• **Exercise instructions**
Find the word "after" in the listing below, then return every line it appears in.

• **Exercise materials**
=== Section Start ===

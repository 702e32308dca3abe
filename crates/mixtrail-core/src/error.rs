//! Error types for mixtrail-core.

use bitcoin::Txid;

// ==============================================================================
// Explorer Errors
// ==============================================================================

/// Structured errors from the block-explorer HTTP layer.
///
/// Each variant captures a specific failure mode rather than collapsing
/// everything into a single `String`, which makes programmatic error
/// handling (retries on transient errors vs. permanent ones) possible.
#[derive(Debug, thiserror::Error)]
pub enum ExplorerError {
    /// The explorer answered 429; the request may be retried after a delay.
    #[error("explorer rate limited the request")]
    RateLimited,

    /// The explorer answered with a server-side error status.
    #[error("explorer unavailable: HTTP {0}")]
    Unavailable(u16),

    #[error("HTTP transport: {0}")]
    Transport(#[source] reqwest::Error),

    /// The requested resource does not exist. Not retried.
    #[error("resource not found")]
    NotFound,

    /// The explorer returned a body that does not match the documented
    /// wire format. Fatal for the call, never retried.
    #[error("malformed explorer response: {0}")]
    Malformed(String),
}

impl ExplorerError {
    /// Transient errors are retried with backoff inside the client;
    /// permanent ones surface immediately.
    pub fn is_transient(&self) -> bool {
        matches!(
            self,
            Self::RateLimited | Self::Unavailable(_) | Self::Transport(_)
        )
    }
}

// ==============================================================================
// Store Errors
// ==============================================================================

/// Errors from the property-graph store HTTP layer.
#[derive(Debug, thiserror::Error)]
pub enum StoreError {
    #[error("HTTP transport: {0}")]
    Transport(#[source] reqwest::Error),

    /// The store rejected a statement. `code` is the store's own error
    /// classification string.
    #[error("store error [{code}]: {message}")]
    Server { code: String, message: String },

    #[error("invalid store response: {0}")]
    InvalidResponse(String),
}

// ==============================================================================
// Core Errors
// ==============================================================================

/// Top-level error type for the mixtrail-core crate.
#[derive(Debug, thiserror::Error)]
pub enum CoreError {
    /// The explorer stayed unreachable after the client's retry budget.
    #[error("upstream explorer unavailable: {0}")]
    UpstreamUnavailable(#[source] ExplorerError),

    #[error("transaction not found: {0}")]
    TxNotFound(Txid),

    /// A write against the graph store failed.
    #[error("graph store unavailable: {0}")]
    StoreUnavailable(#[source] StoreError),

    /// The engine is at its concurrent-investigation cap and the
    /// configuration says to reject rather than queue.
    #[error("engine is at its concurrent investigation cap")]
    Busy,

    #[error("investigation deadline exceeded")]
    DeadlineExceeded,

    #[error("invalid configuration: {0}")]
    InvalidConfig(String),

    #[error(transparent)]
    Io(#[from] std::io::Error),
}

impl From<StoreError> for CoreError {
    fn from(err: StoreError) -> Self {
        Self::StoreUnavailable(err)
    }
}

impl CoreError {
    /// Map an explorer failure while fetching `txid` into the caller-facing
    /// taxonomy: missing transactions stay strongly typed, everything else
    /// is an upstream availability problem.
    pub fn from_fetch(txid: Txid, err: ExplorerError) -> Self {
        match err {
            ExplorerError::NotFound => Self::TxNotFound(txid),
            other => Self::UpstreamUnavailable(other),
        }
    }
}
//! The structured configuration document.
//!
//! One section per subsystem, loaded from a TOML file. Every field has a
//! documented default; a missing file yields the all-defaults
//! configuration, and unknown keys are rejected at load time.

use std::path::{Path, PathBuf};
use std::time::Duration;

use serde::Deserialize;

use crate::error::CoreError;
use crate::types::TraceLimits;

// ==============================================================================
// Top-Level Document
// ==============================================================================

#[derive(Debug, Clone, Default, Deserialize)]
#[serde(default, deny_unknown_fields)]
pub struct Config {
    pub explorer: ExplorerConfig,
    pub classifier: ClassifierConfig,
    pub tracer: TracerConfig,
    pub monitor: MonitorConfig,
    pub cache: CacheConfig,
    pub store: StoreConfig,
    pub server: ServerConfig,
}

impl Config {
    /// Load a configuration document from a TOML file.
    pub fn load(path: &Path) -> Result<Self, CoreError> {
        let raw = std::fs::read_to_string(path)?;
        toml::from_str(&raw).map_err(|e| {
            CoreError::InvalidConfig(format!("{}: {e}", path.display()))
        })
    }
}

// ==============================================================================
// Explorer Section
// ==============================================================================

#[derive(Debug, Clone, Deserialize)]
#[serde(default, deny_unknown_fields)]
pub struct ExplorerConfig {
    /// Base URL of the esplora-compatible HTTP API.
    pub base_url: String,
    /// Minimum interval between outbound requests. 0 disables pacing.
    pub min_request_interval_ms: u64,
    /// Maximum concurrent in-flight requests.
    pub max_in_flight: usize,
    /// Per-request timeout.
    pub timeout_secs: u64,
    /// Attempts per call for transient failures (including the first).
    pub retry_attempts: u32,
    /// Base delay of the capped exponential backoff.
    pub retry_base_delay_ms: u64,
}

impl Default for ExplorerConfig {
    fn default() -> Self {
        Self {
            base_url: "https://blockstream.info/api".to_owned(),
            min_request_interval_ms: 100,
            max_in_flight: 8,
            timeout_secs: 30,
            retry_attempts: 3,
            retry_base_delay_ms: 200,
        }
    }
}

// ==============================================================================
// Classifier Section
// ==============================================================================

#[derive(Debug, Clone, Deserialize)]
#[serde(default, deny_unknown_fields)]
pub struct ClassifierConfig {
    /// Base score above which the heuristic verdict is positive.
    pub score_threshold: f64,
    pub weights: IndicatorWeights,
    /// Inputs at or above this count set the "many inputs" indicator.
    pub min_inputs: usize,
    /// Outputs at or above this count set the "many outputs" indicator.
    pub min_outputs: usize,
    /// At most this many distinct output values sets the uniformity
    /// indicator.
    pub max_distinct_output_values: usize,
    /// More unique input addresses than this sets the diversity indicator.
    pub min_unique_input_addresses: usize,
    /// vin + vout strictly above this sets the "large transaction"
    /// indicator.
    pub large_tx_total: usize,
    /// Equal-value outputs required for the Wasabi pattern.
    pub wasabi_min_equal_outputs: usize,
    /// Canonical Wasabi denomination (0.1 BTC); round multiples also match.
    pub wasabi_base_denomination_sat: u64,
    /// Absolute distance from a round multiple still considered "close".
    pub wasabi_denomination_tolerance_sat: u64,
    /// Known Whirlpool pool denominations. Deployment-specific.
    pub whirlpool_denominations_sat: Vec<u64>,
    /// Weights file for the ML detector; absent means heuristic-only.
    pub ml_model_path: Option<PathBuf>,
    /// Probability at or above which the ML detector is positive.
    pub ml_threshold: f64,
}

impl Default for ClassifierConfig {
    fn default() -> Self {
        Self {
            score_threshold: 0.6,
            weights: IndicatorWeights::default(),
            min_inputs: 5,
            min_outputs: 5,
            max_distinct_output_values: 3,
            min_unique_input_addresses: 3,
            large_tx_total: 10,
            wasabi_min_equal_outputs: 5,
            wasabi_base_denomination_sat: 10_000_000,
            wasabi_denomination_tolerance_sat: 50_000,
            whirlpool_denominations_sat: vec![100_000, 1_000_000, 5_000_000, 50_000_000],
            ml_model_path: None,
            ml_threshold: 0.5,
        }
    }
}

/// Score contribution of each indicator.
#[derive(Debug, Clone, Deserialize)]
#[serde(default, deny_unknown_fields)]
pub struct IndicatorWeights {
    pub many_inputs: f64,
    pub many_outputs: f64,
    pub output_uniformity: f64,
    pub input_diversity: f64,
    pub large_transaction: f64,
    /// Added when the Wasabi pattern fires.
    pub wasabi_pattern: f64,
    /// Added when the Samourai/Whirlpool pattern fires.
    pub samourai_pattern: f64,
}

impl Default for IndicatorWeights {
    fn default() -> Self {
        Self {
            many_inputs: 0.20,
            many_outputs: 0.20,
            output_uniformity: 0.30,
            input_diversity: 0.20,
            large_transaction: 0.10,
            wasabi_pattern: 0.50,
            samourai_pattern: 0.50,
        }
    }
}

// ==============================================================================
// Tracer Section
// ==============================================================================

#[derive(Debug, Clone, Deserialize)]
#[serde(default, deny_unknown_fields)]
pub struct TracerConfig {
    pub max_depth: usize,
    pub max_branches_per_node: usize,
    pub max_total_nodes: usize,
    pub max_wall_clock_secs: u64,
    pub consecutive_non_coinjoin_limit: usize,
    pub max_outputs_per_tx: usize,
    pub max_txs_per_address: usize,
    /// Concurrent child-body fetches per investigation.
    pub fetch_concurrency: usize,
}

impl Default for TracerConfig {
    fn default() -> Self {
        let limits = TraceLimits::default();
        Self {
            max_depth: limits.max_depth,
            max_branches_per_node: limits.max_branches_per_node,
            max_total_nodes: limits.max_total_nodes,
            max_wall_clock_secs: limits.max_wall_clock.as_secs(),
            consecutive_non_coinjoin_limit: limits.consecutive_non_coinjoin_limit,
            max_outputs_per_tx: limits.max_outputs_per_tx,
            max_txs_per_address: limits.max_txs_per_address,
            fetch_concurrency: 4,
        }
    }
}

impl TracerConfig {
    pub fn limits(&self) -> TraceLimits {
        TraceLimits {
            max_depth: self.max_depth,
            max_branches_per_node: self.max_branches_per_node,
            max_total_nodes: self.max_total_nodes,
            max_wall_clock: Duration::from_secs(self.max_wall_clock_secs),
            consecutive_non_coinjoin_limit: self.consecutive_non_coinjoin_limit,
            max_outputs_per_tx: self.max_outputs_per_tx,
            max_txs_per_address: self.max_txs_per_address,
        }
    }
}

// ==============================================================================
// Monitor Section
// ==============================================================================

#[derive(Debug, Clone, Deserialize)]
#[serde(default, deny_unknown_fields)]
pub struct MonitorConfig {
    pub tick_interval_ms: u64,
    /// Bounded worker-pool size for per-tick candidate processing.
    pub workers: usize,
}

impl Default for MonitorConfig {
    fn default() -> Self {
        Self {
            tick_interval_ms: 1_000,
            workers: 8,
        }
    }
}

// ==============================================================================
// Cache Section
// ==============================================================================

#[derive(Debug, Clone, Deserialize)]
#[serde(default, deny_unknown_fields)]
pub struct CacheConfig {
    pub tx_capacity: usize,
    pub address_capacity: usize,
    pub ttl_secs: u64,
}

impl Default for CacheConfig {
    fn default() -> Self {
        Self {
            tx_capacity: 10_000,
            address_capacity: 1_000,
            ttl_secs: 600,
        }
    }
}

// ==============================================================================
// Store Section
// ==============================================================================

#[derive(Debug, Clone, Deserialize)]
#[serde(default, deny_unknown_fields)]
pub struct StoreConfig {
    /// Base URL of the graph store's HTTP endpoint.
    pub uri: String,
    pub database: String,
    pub user: Option<String>,
    pub pass: Option<String>,
}

impl Default for StoreConfig {
    fn default() -> Self {
        Self {
            uri: "http://127.0.0.1:7474".to_owned(),
            database: "neo4j".to_owned(),
            user: None,
            pass: None,
        }
    }
}

// ==============================================================================
// Server Section
// ==============================================================================

#[derive(Debug, Clone, Deserialize)]
#[serde(default, deny_unknown_fields)]
pub struct ServerConfig {
    pub bind: String,
    pub port: u16,
    /// Per-process cap on concurrent investigations.
    pub max_concurrent_investigations: usize,
    /// When true, requests beyond the cap are rejected with Busy instead
    /// of waiting for a slot.
    pub reject_when_busy: bool,
}

impl Default for ServerConfig {
    fn default() -> Self {
        Self {
            bind: "127.0.0.1".to_owned(),
            port: 3090,
            max_concurrent_investigations: 4,
            reject_when_busy: true,
        }
    }
}

// ==============================================================================
// Tests
// ==============================================================================
//! CoinJoin classification.
//!
//! [`HeuristicDetector`] accumulates structural indicators, [`MlDetector`]
//! wraps an optional pre-trained model, and [`Classifier`] composes the
//! two into a single verdict. The classifier is pure given the inputs and
//! the loaded model; callers may memoise by txid.

pub mod heuristic;
pub mod ml;

pub use heuristic::HeuristicDetector;
pub use ml::MlDetector;

use tracing::info;

use crate::config::ClassifierConfig;
use crate::error::CoreError;
use crate::types::{DetectionMethod, MlAssessment, Transaction, Verdict};

/// Composes the heuristic and ML detectors.
///
/// Policy: a specialised pattern (Wasabi, Samourai) wins outright.
/// Otherwise, when a model is loaded, the verdict is positive iff the
/// heuristic base score clears its threshold or the ML probability clears
/// its own; `detection_method` is `combined` when both detectors agree,
/// else whichever fired. Without a model the heuristic verdict stands.
pub struct Classifier {
    config: ClassifierConfig,
    heuristic: HeuristicDetector,
    ml: Option<MlDetector>,
}

impl Classifier {
    /// Build a classifier from configuration, loading the ML model when
    /// one is configured.
    pub fn from_config(config: &ClassifierConfig) -> Result<Self, CoreError> {
        let ml = match &config.ml_model_path {
            Some(path) => {
                let model = MlDetector::load(path, config.ml_threshold)?;
                info!(path = %path.display(), threshold = config.ml_threshold, "loaded ml model");
                Some(model)
            }
            None => None,
        };
        Ok(Self::new(config.clone(), ml))
    }

    pub fn new(config: ClassifierConfig, ml: Option<MlDetector>) -> Self {
        Self {
            heuristic: HeuristicDetector::new(config.clone()),
            config,
            ml,
        }
    }

    pub fn ml_available(&self) -> bool {
        self.ml.is_some()
    }

    #[must_use]
    pub fn classify(&self, tx: &Transaction) -> Verdict {
        let mut verdict = self.heuristic.classify(tx);

        // A specialised detector is decisive on its own.
        if matches!(
            verdict.detection_method,
            DetectionMethod::Wasabi | DetectionMethod::Samourai
        ) {
            return verdict;
        }

        let Some(ml) = &self.ml else {
            return verdict;
        };

        let features = MlDetector::features(tx, &verdict.indicators);
        let probability = ml.predict(&features);
        let ml_positive = ml.is_positive(probability);
        let heuristic_positive = verdict.score > self.config.score_threshold;

        verdict.is_coinjoin = heuristic_positive || ml_positive;
        match (heuristic_positive, ml_positive) {
            // The heuristic alone carried the verdict; the ml assessment
            // is dropped so the method and the attached evidence agree.
            (true, false) => {
                verdict.detection_method = DetectionMethod::Heuristic;
            }
            (false, true) => {
                verdict.detection_method = DetectionMethod::Ml;
                verdict.reasons.push(format!(
                    "ml probability {probability:.3} >= threshold {}",
                    ml.threshold()
                ));
                verdict.ml = Some(MlAssessment {
                    probability,
                    threshold: ml.threshold(),
                });
            }
            (true, true) => {
                verdict.detection_method = DetectionMethod::Combined;
                verdict.reasons.push(format!(
                    "ml probability {probability:.3} >= threshold {}",
                    ml.threshold()
                ));
                verdict.ml = Some(MlAssessment {
                    probability,
                    threshold: ml.threshold(),
                });
            }
            // Both ran and both agree the transaction is ordinary.
            (false, false) => {
                verdict.detection_method = DetectionMethod::Combined;
                verdict.ml = Some(MlAssessment {
                    probability,
                    threshold: ml.threshold(),
                });
            }
        }

        verdict
    }
}

// ==============================================================================
// Tests
// ==============================================================================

=== Section End ===

• **Answer space**
    /// The explorer answered 429; the request may be retried after a delay.
    /// The explorer stayed unreachable after the client's retry budget.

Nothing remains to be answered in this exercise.